Aquel día memorable, probablemente, no fue la frase en sí lo que provocó la ira de mi madre, contenida al principio, aunque amenazadora, y que fue creciendo hasta desbordarse: «¿o estoy equivocada, querido Theo?, ¡conteste!, ¿por qué calla?, ¡en momentos como éste me gustaría escupirle a la cara!», la causa real del disgusto no era que mi padre, quebrantando el acuerdo establecido entre ellos, no hubiera esperado a que ella terminara la cura para recordar que, a aquel paso, nos perderíamos la llegada del tren -mi madre, como provocándole, deliberadamente, respiraba más despacio de lo indicado, y yo en vano procuraba marcar el ritmo correcto-, no, aquella imprudente y torpe frase de apremio fue sólo el detonante de una discordia latente, su manifestación, el pretexto que permitiría a ambos desahogar sus sentimientos; aún me parece oírle: mi padre trataba de adoptar un tono ligero, pero su voz, habitualmente grave, tenía un tono más agudo de lo normal, forzado y convulso, y de nada sirvieron sus esfuerzos por disimular, el fino oído de mi madre percibió claramente lo que él trataba de ocultar: su impaciencia.

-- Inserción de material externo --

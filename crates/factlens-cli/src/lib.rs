//! Factlens CLI library.
//!
//! Argument parsing, configuration files, command execution and output
//! formatting for the `factlens` binary.

pub mod cli;
pub mod commands;
pub mod config;
pub mod error;
pub mod output;

pub use cli::{Cli, Command};
pub use config::Config;
pub use error::{CliError, Result};
pub use output::Formatter;
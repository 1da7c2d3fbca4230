//! Configuration for the decomposition core

use crate::prompt::{DEFAULT_DECOMPOSE_TEMPLATE, DEFAULT_RESTORE_TEMPLATE};
use serde::{Deserialize, Serialize};
use std::time::Duration;

/// Prompt templates sent to the oracle
///
/// `{doc}` is replaced by the document and `{claims}` by the claims rendered
/// as a JSON array of strings, one per line. Substitution is single-pass, so
/// placeholder text inside the document is never expanded.
#[derive(Debug, Clone, PartialEq, Eq, Serialize, Deserialize)]
#[serde(default)]
pub struct PromptTemplates {
    /// Template for claim decomposition (needs `{doc}`)
    pub decompose: String,

    /// Template for claim-to-span alignment (needs `{doc}` and `{claims}`)
    pub restore: String,
}

impl Default for PromptTemplates {
    fn default() -> Self {
        Self {
            decompose: DEFAULT_DECOMPOSE_TEMPLATE.to_string(),
            restore: DEFAULT_RESTORE_TEMPLATE.to_string(),
        }
    }
}

/// Configuration for claim extraction and span restoration
#[derive(Debug, Clone, PartialEq, Serialize, Deserialize)]
#[serde(default)]
pub struct DecomposeConfig {
    /// Oracle round-trips allowed per operation
    pub max_retries: usize,

    /// Seed of the first attempt; attempt `i` uses `base_seed + i`
    pub base_seed: u64,

    /// Maximum time for a single oracle call (seconds)
    pub attempt_timeout_secs: u64,

    /// Window size (characters) for the keyword-overlap span search
    pub keyword_window: usize,

    /// Documents longer than this (characters) skip the oracle and are split
    pub max_document_chars: usize,

    /// Fallback sentences shorter than this (characters) are dropped
    pub min_sentence_chars: usize,

    /// Prompt templates
    pub prompts: PromptTemplates,
}

impl DecomposeConfig {
    /// Get the per-attempt timeout as a Duration
    pub fn attempt_timeout(&self) -> Duration {
        Duration::from_secs(self.attempt_timeout_secs)
    }

    /// Validate the configuration
    pub fn validate(&self) -> Result<(), String> {
        if self.max_retries == 0 {
            return Err("max_retries must be greater than 0".to_string());
        }
        if self.attempt_timeout_secs == 0 {
            return Err("attempt_timeout_secs must be greater than 0".to_string());
        }
        if self.keyword_window == 0 {
            return Err("keyword_window must be greater than 0".to_string());
        }
        if self.max_document_chars == 0 {
            return Err("max_document_chars must be greater than 0".to_string());
        }
        if !self.prompts.decompose.contains("{doc}") {
            return Err("decompose prompt must contain {doc}".to_string());
        }
        if !self.prompts.restore.contains("{doc}") || !self.prompts.restore.contains("{claims}") {
            return Err("restore prompt must contain {doc} and {claims}".to_string());
        }
        Ok(())
    }
}

impl Default for DecomposeConfig {
    /// Default configuration with balanced settings
    fn default() -> Self {
        Self {
            max_retries: 3,
            base_seed: 42,
            attempt_timeout_secs: 120,
            keyword_window: 50,
            max_document_chars: 50_000,
            min_sentence_chars: 3,
            prompts: PromptTemplates::default(),
        }
    }
}

impl DecomposeConfig {
    /// Aggressive preset: fewer retries and shorter timeouts for faster turnaround
    pub fn aggressive() -> Self {
        Self {
            max_retries: 2,
            attempt_timeout_secs: 60,
            max_document_chars: 20_000,
            ..Self::default()
        }
    }

    /// Lenient preset: more retries and longer timeouts for better quality
    pub fn lenient() -> Self {
        Self {
            max_retries: 5,
            attempt_timeout_secs: 300,
            keyword_window: 80,
            max_document_chars: 100_000,
            ..Self::default()
        }
    }

    /// Load configuration from TOML string
    pub fn from_toml(toml_str: &str) -> Result<Self, String> {
        toml::from_str(toml_str).map_err(|e| format!("Failed to parse TOML: {}", e))
    }

    /// Serialize configuration to TOML string
    pub fn to_toml(&self) -> Result<String, String> {
        toml::to_string_pretty(self).map_err(|e| format!("Failed to serialize to TOML: {}", e))
    }
}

En el tren llegaba el consejero privado Frick, al que mi padre esperaba desde hacía días: «el consejero» o «Frick» a secas lo llamaban ellos, evitando cuidadosamente, de un modo harto significativo, utilizar su nombre de pila, a pesar de ser el mejor amigo de mi padre, su íntimo desde hacía décadas, amigo de la infancia, amistad firme que hoy creo poder afirmar que nada empañó en ningún momento, como si, con su talante e ideas diferentes, ambos hubieran brotado de una misma raíz, lo cual, por otra parte, no era de extrañar, ya que los dos habían sido alumnos del mismo internado religioso, célebre por su rigor medieval, de cuyas enseñanzas los dos habían renegado con su foma de vida; su afinidad, pues, podía ser tanto indicio de que aquella severidad estaba justificada como resultado de su común rebeldía contra ella; mi madre se guardaba de pronunciar el nombre de pila del consejero para dar a entender que no deseaba en modo alguno entablar una relación personal con aquel hombre que, en su opinión, con su inmoralidad, su pedantería y su arrogancia había ejercido y seguía ejerciendo una influencia nefasta en mi padre que, según ella, lamentablemente, carecía de sólidos principios morales. «¡Theodor, se deja usted atraer por ese hombre como los insectos por la luz, ni más ni menos, cuando está con él se porta de un modo infantil y ridículo que considero denigrante!» Mi padre, no contento con dirigirse a su amigo pronunciando su nombre de pila casi con voluptuosidad, le dedicaba apelativos afectuosos, como «mi buen amigo», «camarada», «buen mozo» y «pillastre», a pesar de que ambos, fieles a las rígidas formas de su alma mater , nunca se habían tuteado; pero cuando hablaba de él con mi madre evitaba utilizar el querido nombre, para excluirla de aquella íntima relación en la que ella deseaba introducirse a toda costa, para destruirla, y éste era el punto sensible, la zona prohibida en la que no cabían bromas.